An unexpected downtime of critical Amazon cloud services caused disruptions to several services earlier this week. It affected a large number of web sites including some of the big names like Spotify, Slack, Netflix, Pinterest, Trello, Buzzfeed and IFTTT. Ironically, the web site used to check whether other web sites are down – isitdownrightnow, also went down.
Amazon dug into the matter, and the root cause was identified as being the execution of a wrong command. The employee who worked in Amazon S3 services team was doing a regular debugging program, trying to identify the reason behind the slow response rate of S3 billing services.
What he wanted to do was to actually slow down few number of servers that handled the S3 billing process, but a typological error while entering the command resulted in the entire ruckus.
The index subsystem which was having all the metadata and tracked the objects in S3, went down. Complicating the situation further, the placement subsystem which depended on the index subsystem also went down.
TAs a result, Amazon was no longer able to serve any API request from clients in the regions of Northern Virginia, designated as US-EAST-1. It took the company around four hours to get the system back and running.
The company has announced that it will take and is taking every possible step to prevent such mishaps in future.
Although capacity removal is an operational practice, but learning from this outage, they have modified the tool so that the capacity is removed gradually, and not too quickly, as happened in this case and has also restricted it to be removed below the set threshold. This means, even if in future such typo-errors occur, they will not be able to disrupt the services in a similar way.

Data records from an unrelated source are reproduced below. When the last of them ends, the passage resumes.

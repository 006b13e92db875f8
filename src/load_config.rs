use anyhow::Result;
use std::fs;
use std::path::Path;
use tracing::{error, info};

use crate::config::ExportConfig;
use crate::error::ExportError;

pub const ENV_API_HOST_TEST: &str = "API_HOST_TEST";
pub const ENV_API_HOST_PROD: &str = "API_HOST_PROD";
pub const ENV_TOKEN: &str = "OSF_PAT";

fn env_value(name: &str) -> Option<String> {
    match std::env::var(name) {
        Ok(value) if !value.trim().is_empty() => {
            info!(var = %name, "Found setting in env");
            Some(value.trim().to_string())
        }
        _ => None,
    }
}

/// Loads the optional static YAML config (no secrets) and merges the
/// environment over it: API hosts and the access token.
pub fn load_config(path: Option<&Path>) -> Result<ExportConfig> {
    let mut config = match path {
        Some(path_ref) => {
            info!(config_path = ?path_ref, "Loading configuration from file");

            let config_content = match fs::read_to_string(path_ref) {
                Ok(content) => {
                    info!(config_path = ?path_ref, "Config file read successfully");
                    content
                }
                Err(e) => {
                    error!(error = ?e, config_path = ?path_ref, "Failed to read config file");
                    return Err(anyhow::anyhow!(
                        "Failed to read config file {:?}: {}",
                        path_ref,
                        e
                    ));
                }
            };

            // An empty file is a valid config of defaults.
            if config_content.trim().is_empty() {
                ExportConfig::default()
            } else {
                match serde_yaml::from_str::<ExportConfig>(&config_content) {
                    Ok(conf) => {
                        info!(config_path = ?path_ref, "Parsed config YAML successfully");
                        conf
                    }
                    Err(e) => {
                        error!(error = ?e, config_path = ?path_ref, "Failed to parse config YAML");
                        return Err(anyhow::anyhow!("Failed to parse config YAML: {e}"));
                    }
                }
            }
        }
        None => {
            info!("No config file given; using defaults");
            ExportConfig::default()
        }
    };

    if config.page_size == 0 {
        error!("page_size must be positive");
        return Err(ExportError::Config("page_size must be a positive integer".to_string()).into());
    }

    if let Some(host) = env_value(ENV_API_HOST_TEST) {
        config.api_host_test = host;
    }
    if let Some(host) = env_value(ENV_API_HOST_PROD) {
        config.api_host_prod = host;
    }
    config.token = env_value(ENV_TOKEN);

    info!(
        api_host = %config.api_host(),
        page_size = config.page_size,
        "Config loaded and merged successfully"
    );
    Ok(config)
}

It is also conducting a system audit to implement such safety checks for all its services. It will not only better the recovery time of important S3 systems, but will refactor parts of services in tiny cells to minimize the impact of such disruptions and better the recovery time. It also plans to further partition index subsystems later in the year.
Amazon lastly posted an apology for its customers, “Finally, we want to apologize for the impact this event caused for our customers. While we are proud of our long track record of availability with Amazon S3, we know how critical this service is to our customers, their applications and end users, and their businesses. We will do everything we can to learn from this event and use it to improve our availability even further.”